Warum aber kein Risiko eingehen? Was passiert, wenn die Ladenbesitzer doch etwas anderes als das vorgegebene Sortiment verkaufen: »Wir müssten in diesem Falle 1 000 Euro Strafe zahlen. Das Landratsamt kontrolliert den Verkauf, indem es Testkäufer losschickt«, weiß Zeitz.

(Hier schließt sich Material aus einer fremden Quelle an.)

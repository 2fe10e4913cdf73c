use core::fmt;

use crate::sgr::SgrOp;
use crate::util::{nicely, nicely_char};

/// A command for the terminal.
///
/// Commands provide instructions to the terminal and are communicated in-band
/// by writing ANSI escape codes. Doing so is the responsibility of the
/// [`Display`](fmt::Display) implementation, whereas the
/// [`Debug`](fmt::Debug) implementation should simply identify the command.
///
/// Commands ignore [`Capabilities`](crate::opt::Capabilities). Use a
/// [`Writer`](crate::Writer) when output must adapt to the sink.
///
/// This trait is object-safe.
pub trait Command: fmt::Debug + fmt::Display {}

/// A borrowed command is a command.
impl<C: Command + ?Sized> Command for &C {}

/// A boxed command is a command.
impl<C: Command + ?Sized> Command for Box<C> {}

/// Combine several commands into a single new command.
///
/// The new command preserves the order of its component commands. Upon display,
/// it emits as many ANSI escape sequence as it has component commands. Upon
/// debug, it reveals the macro's source arguments.
///
/// When fusing only SGR commands, prefer [`fuse_sgr!`](crate::fuse_sgr), which
/// generates commands that emit a single ANSI escape sequence only.
///
/// # Example
///
/// ```
/// # use ansicodec::{cmd::{MoveDown, MoveRight}, fuse};
/// let move_down_right_twice = fuse!(MoveDown(2), MoveRight(2));
/// assert_eq!(format!("{}", move_down_right_twice), "\x1b[2B\x1b[2C");
/// ```
#[macro_export]
macro_rules! fuse {
    ($($command:expr),+ $(,)?) => {{
        /// One or more combined commands.
        #[derive(Copy, Clone, PartialEq, Eq)]
        struct Fused;

        impl $crate::Command for Fused {}

        impl ::core::fmt::Debug for Fused {
            fn fmt(&self, f: &mut ::core::fmt::Formatter) -> ::core::fmt::Result {
                f.write_str(concat!(stringify!(fuse!), "(", stringify!($($command),+), ")"))
            }
        }

        impl ::core::fmt::Display for Fused {
            fn fmt(&self, f: &mut ::core::fmt::Formatter) -> ::core::fmt::Result {
                $(::core::fmt::Display::fmt(&$command, f)?;)*
                Ok(())
            }
        }

        Fused
    }}
}

// ------------------------------------------------------------------------------------------------

/// A command using select-graphic-rendition ANSI escape sequences.
///
/// To facilitate composition, SGR commands implement [`Sgr::write_param`],
/// which writes the parameter(s) without the leading `CSI` and the trailing
/// `m`. Declaring `out` to be a formatter keeps the trait object-safe.
pub trait Sgr: Command {
    /// Write the parameter(s) for this SGR command.
    fn write_param(&self, out: &mut fmt::Formatter<'_>) -> fmt::Result;
}

/// A borrowed SGR is an SGR.
impl<S: Sgr + ?Sized> Sgr for &S {
    fn write_param(&self, out: &mut fmt::Formatter<'_>) -> fmt::Result {
        (**self).write_param(out)
    }
}

/// A boxed SGR is an SGR.
impl<S: Sgr + ?Sized> Sgr for Box<S> {
    fn write_param(&self, out: &mut fmt::Formatter<'_>) -> fmt::Result {
        (**self).write_param(out)
    }
}

/// Combine several SGR commands into a single new SGR command.
///
/// The new SGR command preserves the order of its component commands. Upon
/// display, it emits only one ANSI escape sequence. Upon debug, it reveals the
/// macro's source arguments.
///
/// ```
/// # use ansicodec::{cmd::{Decorate, SetForeground}, fuse_sgr};
/// # use ansicolor::Color;
/// # use ansicolor::style::Decoration;
/// let cmd = fuse_sgr!(Decorate(Decoration::Bold), SetForeground(Color::Indexed256(208)));
/// assert_eq!(format!("{}", cmd), "\x1b[1;38;5;208m");
/// ```
///
/// To fuse commands other than SGR commands, use [`fuse!`].
#[macro_export]
macro_rules! fuse_sgr {
    ( $sgr:expr, $( $sgr2:expr ),* $(,)? ) => {{
        /// One or more SGR commands fused into one.
        #[derive(Copy, Clone, PartialEq, Eq)]
        struct FusedSgr;

        impl ::core::fmt::Debug for FusedSgr {
            fn fmt(&self, f: &mut ::core::fmt::Formatter) -> ::core::fmt::Result {
                f.write_str(concat!(stringify!(fuse_sgr!), "(", stringify!($sgr, $($sgr2),*), ")"))
            }
        }

        impl ::core::fmt::Display for FusedSgr {
            fn fmt(&self, f: &mut ::core::fmt::Formatter<'_>) -> ::core::fmt::Result {
                f.write_str("\x1b[")?;
                $crate::Sgr::write_param(self, f)?;
                f.write_str("m")
            }
        }

        impl $crate::Command for FusedSgr {}
        impl $crate::Sgr for FusedSgr {
            fn write_param(&self, f: &mut ::core::fmt::Formatter<'_>) -> ::core::fmt::Result {
                $crate::Sgr::write_param(&$sgr, f)?;
                $(
                    f.write_str(";")?;
                    $crate::Sgr::write_param(&$sgr2, f)?;
                )*
                Ok(())
            }
        }

        FusedSgr
    }};
}

// ------------------------------------------------------------------------------------------------

/// Control codes that start or end ANSI escape sequences.
///
/// Each control has a 7-bit form starting with `ESC` and, except for `BEL`
/// and `ESC`, a single-character C1 form. The [`Display`](fmt::Display)
/// implementation writes the 7-bit form.
#[derive(Clone, Copy, Debug, PartialEq, Eq)]
pub enum Control {
    /// Bell (C0)
    BEL = 0x07,
    /// Escape (C0)
    ESC = 0x1b,
    /// Device control string: `ESC P` (C0) or U+0090 (C1)
    DCS = 0x90,
    /// Start of String: `ESC X` (C0) or U+0098 (C1)
    SOS = 0x98,
    /// Single Shift 3: `ESC O` (C0) or U+008F (C1)
    SS3 = 0x8f,
    /// Control Sequence Introducer: `ESC [` (C0) or U+009B (C1)
    CSI = 0x9b,
    /// String Terminator: `ESC \\` (C0) or U+009C (C1)
    ST = 0x9c,
    /// Operating System Command: `ESC ]` (C0) or U+009D (C1)
    OSC = 0x9d,
    /// Privacy Message: `ESC ^` (C0) or U+009E (C1)
    PM = 0x9e,
    /// Application Program Command: `ESC _` (C0) or U+009F (C1)
    APC = 0x9f,
}

impl Control {
    /// Get the 7-bit form of this control.
    pub const fn as_7bit(&self) -> &'static str {
        use self::Control::*;

        match *self {
            BEL => "\x07",
            ESC => "\x1b",
            DCS => "\x1bP",
            SOS => "\x1bX",
            SS3 => "\x1bO",
            CSI => "\x1b[",
            ST => "\x1b\\",
            OSC => "\x1b]",
            PM => "\x1b^",
            APC => "\x1b_",
        }
    }

    /// Get the single-character C1 form of this control.
    pub const fn as_8bit(&self) -> &'static str {
        use self::Control::*;

        match *self {
            BEL => "\x07",
            ESC => "\x1b",
            DCS => "\u{90}",
            SOS => "\u{98}",
            SS3 => "\u{8f}",
            CSI => "\u{9b}",
            ST => "\u{9c}",
            OSC => "\u{9d}",
            PM => "\u{9e}",
            APC => "\u{9f}",
        }
    }
}

impl fmt::Display for Control {
    fn fmt(&self, f: &mut fmt::Formatter<'_>) -> fmt::Result {
        f.write_str(self.as_7bit())
    }
}

// ------------------------------------------------------------------------------------------------

/// A generic control sequence.
#[derive(Clone, Debug, Default, PartialEq, Eq, Hash)]
pub struct Csi {
    /// The intermediate characters in `0x20..=0x2f`.
    pub intermediates: String,
    /// The numeric parameters, saturated at `u32::MAX`.
    pub params: Vec<u32>,
    /// The final character in `0x40..=0x7e`.
    pub final_char: char,
    /// One of `<`, `=`, `>`, or `?` if it was the first parameter character.
    pub private_marker: Option<char>,
}

impl Csi {
    /// Determine whether this control sequence has the final character and
    /// neither intermediates nor a private marker.
    pub fn is_plain(&self, final_char: char) -> bool {
        self.final_char == final_char
            && self.intermediates.is_empty()
            && self.private_marker.is_none()
    }
}

/// A text or control sequence token.
///
/// Tokens are plain values owned by the caller. Malformed and deliberately
/// unmodeled sequences are never dropped but become
/// [`Token::UnknownEscape`]s.
#[derive(Clone, PartialEq, Eq, Hash)]
pub enum Token {
    /// Plain text.
    Text(String),
    /// One of the C0 controls CR, LF, TAB, and BEL.
    Control(char),
    /// A control sequence other than a decoded SGR sequence.
    Csi(Csi),
    /// A decoded SGR sequence.
    Sgr(Vec<SgrOp>),
    /// An escape sequence with optional intermediates and final character.
    Esc {
        intermediates: String,
        final_char: char,
    },
    /// An operating system command with its numeric code, which is -1 if
    /// missing, and the rest of the payload.
    Osc { code: i64, data: String },
    /// A single shift 3 followed by its final character.
    Ss3(char),
    /// A malformed sequence or a sequence without semantic decoding, such as
    /// a device control string, with its raw characters.
    UnknownEscape(String),
}

impl Token {
    /// Get this token's text, if it is a text token.
    pub fn as_text(&self) -> Option<&str> {
        match *self {
            Self::Text(ref text) => Some(text),
            _ => None,
        }
    }

    /// Determine whether this token is a text or control token.
    pub fn is_text_or_control(&self) -> bool {
        matches!(*self, Self::Text(_) | Self::Control(_))
    }
}

impl fmt::Debug for Token {
    fn fmt(&self, f: &mut fmt::Formatter<'_>) -> fmt::Result {
        match *self {
            Self::Text(ref text) => f.debug_tuple("Text").field(&nicely(text)).finish(),
            Self::Control(c) => f.debug_tuple("Control").field(&nicely_char(c)).finish(),
            Self::Csi(ref csi) => {
                let mut debug = f.debug_struct("Csi");
                if let Some(marker) = csi.private_marker {
                    debug.field("private_marker", &marker);
                }
                debug.field("params", &csi.params);
                if !csi.intermediates.is_empty() {
                    debug.field("intermediates", &nicely(&csi.intermediates));
                }
                debug.field("final_char", &csi.final_char).finish()
            }
            Self::Sgr(ref ops) => f.debug_tuple("Sgr").field(ops).finish(),
            Self::Esc {
                ref intermediates,
                final_char,
            } => f
                .debug_struct("Esc")
                .field("intermediates", &nicely(intermediates))
                .field("final_char", &final_char)
                .finish(),
            Self::Osc { code, ref data } => f
                .debug_struct("Osc")
                .field("code", &code)
                .field("data", &nicely(data))
                .finish(),
            Self::Ss3(c) => f.debug_tuple("Ss3").field(&c).finish(),
            Self::UnknownEscape(ref raw) => {
                f.debug_tuple("UnknownEscape").field(&nicely(raw)).finish()
            }
        }
    }
}

fn _assert_traits_are_object_safe() {
    fn is_object_safe<T: ?Sized>() {}

    is_object_safe::<dyn Command>();
    is_object_safe::<dyn Sgr>();
}

#[cfg(test)]
mod test {
    use super::*;
    use crate::cmd::{Decorate, SetBackground, SetForeground};
    use ansicolor::style::Decoration;
    use ansicolor::termco::AnsiColor;
    use ansicolor::Color;

    #[test]
    fn test_fuse() {
        let s = format!(
            "{}",
            fuse!(
                Decorate(Decoration::Bold),
                SetForeground(Color::Basic16(AnsiColor::Black)),
                SetBackground(Color::Basic16(AnsiColor::BrightWhite))
            )
        );
        assert_eq!(s, "\x1b[1m\x1b[30m\x1b[107m");

        let cmd = fuse!(Decorate(Decoration::Blink), SetBackground(Color::Indexed256(219)));
        assert_eq!(format!("{}", cmd), "\x1b[5m\x1b[48;5;219m");
        assert_eq!(
            format!("{:?}", cmd),
            "fuse!(Decorate(Decoration::Blink), SetBackground(Color::Indexed256(219)))"
        );

        let copy = cmd;
        assert_eq!(format!("{}{}", cmd, copy), format!("{}{}", cmd, cmd));
        assert_eq!(cmd, copy);
    }

    #[test]
    fn test_fuse_sgr() {
        let cmd = fuse_sgr!(
            Decorate(Decoration::Bold),
            SetForeground(Color::Basic16(AnsiColor::Black)),
            SetBackground(Color::Basic16(AnsiColor::BrightWhite))
        );
        assert_eq!(format!("{}", cmd), "\x1b[1;30;107m");
        assert!(format!("{:?}", cmd).starts_with("fuse_sgr!(Decorate(Decoration::Bold), "));
    }

    #[test]
    fn test_control() {
        assert_eq!(format!("{}", Control::CSI), "\x1b[");
        assert_eq!(Control::OSC.as_8bit(), "\u{9d}");
        assert_eq!(Control::ST.as_7bit(), "\x1b\\");
    }

    #[test]
    fn test_token_debug() {
        let token = Token::Text("a\x1bb".to_string());
        assert_eq!(format!("{:?}", token), "Text(\"a‹𝖾𝗌𝖼›b\")");

        let token = Token::Control('\n');
        assert_eq!(format!("{:?}", token), "Control('‹𝗅𝖿›')");

        let token = Token::Csi(Csi {
            intermediates: String::new(),
            params: vec![6],
            final_char: 'n',
            private_marker: Some('?'),
        });
        assert_eq!(
            format!("{:?}", token),
            "Csi { private_marker: '?', params: [6], final_char: 'n' }"
        );

        let token = Token::UnknownEscape("\x1bP1\x1b\\".to_string());
        assert_eq!(format!("{:?}", token), "UnknownEscape(\"‹𝖾𝗌𝖼›P1‹𝖾𝗌𝖼›\\\")");
        assert!(Token::Control('\t').is_text_or_control());
        assert_eq!(Token::Text("x".to_string()).as_text(), Some("x"));
    }
}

Elke Neugebauer verkauft nebenan Ketten. Als sie draußen den samtbezogenen Kasten mit dem Schmuck aufstellt, ist sie schon schlecht gelaunt. Denn damit ist es nicht getan: »Damit ich die verkaufen darf, muss ich an jede verkaufte Kette ein Kreuz befestigen«, erzählt die Verkäuferin. Durch das Symbol wird die Kette zu einem ortsbezogenen Gegenstand – »keine Ahnung, vielleicht, weil wir hier im katholischen Bayern sind«, vermutet Neugebauer, deren Chef in Zwickau sitzt. Problematisch wird es aber, wenn Menschen mit einer anderen Religion eine Kette wollen: »Erklären sie das mal einem Moslem oder einem Buddhisten, dass sie die Kette nur mit Kreuz kriegen.«
Gesetz aus dem Jahr 1956
Woher diese teils albern wirkenden Vorgaben kommen, ist auf einem Plakat nachzulesen: »Die Bayerische Staatsregierung hält an einem Gesetz aus dem Jahr 1956 fest, obwohl sie es leicht ändern könnte«, heißt es da unter anderem. Damit ist das Ladenschlussgesetz gemeint. Darin steht genau festgeschrieben, welche Art von Artikeln sonntags verkauft werden dürfen, wie zum Beispiel »Zeitungen, Schnittblumen, Straßenkarten, Filme, Tonträger, Reiseandenken« und »Lebens- und Genussmittel in kleineren Mengen«. Laut Constanze Zeitz hat ein Mitarbeiter des Landratsamts das Sortiment jedes Ladens am Königssee inspiziert und genau bestimmt, was verkauft werden darf und was nicht. Dazu steht auf dem Plakat: »Die Ansprüche der Touristen haben sich geändert, Politiker wacht auf.«
Der öffentliche Druck wächst indes ohnehin weiter. Am Sonntag drehte ein Kameramann des Bayerischen Fernsehens, Frank Jordan, einen Beitrag für die Abendschau. »Ich habe von der Geschichte erfahren, als ich wegen des Schifffahrtstreiks am Königssee war«, erzählt Jordan. Gleichzeitig drehe eine Kollegin einen Beitrag zum Thema Sonntagsverkauf in Füssen.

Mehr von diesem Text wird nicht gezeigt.